LINEAGE COMMITMENT IN BIPHENOTYPIC ACUTE-LEUKEMIA

Acute leukemias (ALs) with phenotypic and genotypic features of several hematopoietic lineages are difficult to classify and may represent the transformation of multipotent stem cells. We have studied immunological features of 200 cases of acute leukemia (109 acute myelogenous leukemia, AML, and 91 acute lymphoblastic leukemia, ALL, according to FAB criteria), including 17 (8.5%) classified as biphenotypic by a scoring system based on the number and specificity of unexpected lineage antigens and which gives more weight to cytoplasmic markers such as myeloperoxidase, CD3, and CD22, and less to other membrane markers.

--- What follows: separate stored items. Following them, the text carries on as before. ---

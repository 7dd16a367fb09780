use std::path::Path;
use std::time::Duration;

use async_trait::async_trait;
use booth_characters::ConversionModel;
use serde_json::{json, Value};

use crate::error::{ProviderError, ProviderResult};
use crate::{LONG_CALL_TIMEOUT_MS, SHORT_CALL_TIMEOUT_MS};

const PROVIDER_NAME: &str = "voice-conversion";

// Fixed acoustic parameters for the convert call, positional:
// pitch shift, input path, _, _, f0 algorithm, _, index path, index blend
// ratio, filter radius, resample rate, rms mix rate, protection ratio.
const CONVERT_PITCH: i64 = 0;
const CONVERT_F0_METHOD: &str = "pm";
const CONVERT_INDEX_RATE: f64 = 0.85;
const CONVERT_FILTER_RADIUS: i64 = 3;
const CONVERT_RESAMPLE_SR: i64 = 0;
const CONVERT_RMS_MIX_RATE: f64 = 0.25;
const CONVERT_PROTECT: f64 = 0.33;

/// Voice-conversion seam: re-renders synthesized speech in a character's
/// cloned timbre. Select-model then convert, both against a loopback service.
#[async_trait]
pub trait VoiceConverter: Send + Sync {
    async fn convert(
        &self,
        model: &ConversionModel,
        input: &Path,
        output: &Path,
    ) -> ProviderResult<()>;
}

#[derive(Debug, Clone)]
/// Configuration for the RVC WebUI loopback endpoint.
pub struct RvcConverterConfig {
    pub api_base: String,
    pub select_timeout_ms: u64,
    pub convert_timeout_ms: u64,
}

impl RvcConverterConfig {
    pub fn new(api_base: impl Into<String>) -> Self {
        Self {
            api_base: api_base.into(),
            select_timeout_ms: SHORT_CALL_TIMEOUT_MS,
            convert_timeout_ms: LONG_CALL_TIMEOUT_MS,
        }
    }
}

#[derive(Debug, Clone)]
/// RVC WebUI client. The service answers both calls with a JSON envelope
/// whose `data` field is a positional result list; a null `data` means the
/// operation failed even when the status is 200.
pub struct RvcConverter {
    client: reqwest::Client,
    config: RvcConverterConfig,
}

impl RvcConverter {
    pub fn new(config: RvcConverterConfig) -> ProviderResult<Self> {
        let client = reqwest::Client::builder().build().map_err(|error| {
            ProviderError::Request {
                provider: PROVIDER_NAME,
                message: format!("failed to initialize http client: {error}"),
            }
        })?;
        let mut normalized = config;
        normalized.api_base = normalized.api_base.trim().trim_end_matches('/').to_string();
        Ok(Self {
            client,
            config: normalized,
        })
    }

    async fn post_envelope(
        &self,
        path: &str,
        data: Value,
        timeout_ms: u64,
    ) -> ProviderResult<Value> {
        let url = format!("{}/{}", self.config.api_base, path);
        let response = self
            .client
            .post(url)
            .timeout(Duration::from_millis(timeout_ms.max(1)))
            .json(&json!({ "data": data }))
            .send()
            .await
            .map_err(|error| ProviderError::from_request_error(PROVIDER_NAME, error))?;

        let status = response.status();
        let body = response.text().await.unwrap_or_default();
        if !status.is_success() {
            return Err(ProviderError::transport(
                PROVIDER_NAME,
                status.as_u16(),
                &body,
            ));
        }
        let parsed: Value = serde_json::from_str(&body).map_err(|error| {
            ProviderError::invalid_response(PROVIDER_NAME, format!("invalid json: {error}"))
        })?;
        match parsed.get("data") {
            Some(data) if !data.is_null() => Ok(data.clone()),
            _ => Err(ProviderError::invalid_response(
                PROVIDER_NAME,
                format!("operation={path} returned null data"),
            )),
        }
    }
}

#[async_trait]
impl VoiceConverter for RvcConverter {
    async fn convert(
        &self,
        model: &ConversionModel,
        input: &Path,
        output: &Path,
    ) -> ProviderResult<()> {
        // Model selection is fatal to the stage; the caller's fallback policy
        // decides what to do with the failure.
        self.post_envelope(
            "run/infer_set",
            json!([format!("{}.pth", model.model), 0.33, 0.33]),
            self.config.select_timeout_ms,
        )
        .await?;

        let index_path = if model.has_index {
            format!("logs/{}.index", model.model)
        } else {
            String::new()
        };
        let data = self
            .post_envelope(
                "run/infer_convert",
                json!([
                    CONVERT_PITCH,
                    input.to_string_lossy(),
                    0,
                    Value::Null,
                    CONVERT_F0_METHOD,
                    "",
                    index_path,
                    CONVERT_INDEX_RATE,
                    CONVERT_FILTER_RADIUS,
                    CONVERT_RESAMPLE_SR,
                    CONVERT_RMS_MIX_RATE,
                    CONVERT_PROTECT,
                ]),
                self.config.convert_timeout_ms,
            )
            .await?;

        let converted_path = data
            .pointer("/1/name")
            .and_then(Value::as_str)
            .ok_or_else(|| {
                ProviderError::invalid_response(PROVIDER_NAME, "missing data[1].name in convert response")
            })?;
        tokio::fs::copy(converted_path, output)
            .await
            .map_err(|error| ProviderError::Request {
                provider: PROVIDER_NAME,
                message: format!("failed to copy converted audio from {converted_path}: {error}"),
            })?;
        Ok(())
    }
}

Sixty-eight AML and 42 ALL cases were also examined for rearrangements of the immunoglobulin (Ig) and T-cell receptor (TCR) beta, gamma, and delta genes, and these included 12 biphenotypic AL. The expression of myeloid antigens in ALL was seen in 25% of the cases. All B-lineage ALL had rearrangements and/or deletions of the Ig genes whereas TCR beta, gamma, and delta genes were rearranged in 21%, 52%, and 71%, respectively. TCR delta, gamma and/or beta were rearranged in T-ALL and four out of 13 cases had Ig gene rearrangement. Lymphoid-associated antigens were expressed in 40% of AML cases; those most frequent expressed were CD7 (17%), CD2 (15%), CD19 (10%), and CD10 (7.5%). Evidence of Ig and/or TCR gene rearrangements was detected in 12% of AML cases. There was no correlation between the isolated expression of terminal deoxynucleotidyl transferase (TdT), B, and T-cell antigens with Ig and TCR gene rearrangements. However, in cases of AML defined as biphenotypic because they expressed two or more lymphoid antigens there was a statistically significant correlation between gene rearrangements and lymphoid score (p < 0.001). Our findings support the concept of biphenotypic leukemia as a distinct entity in which there is frequent correspondence between phenotypic and genotypic changes.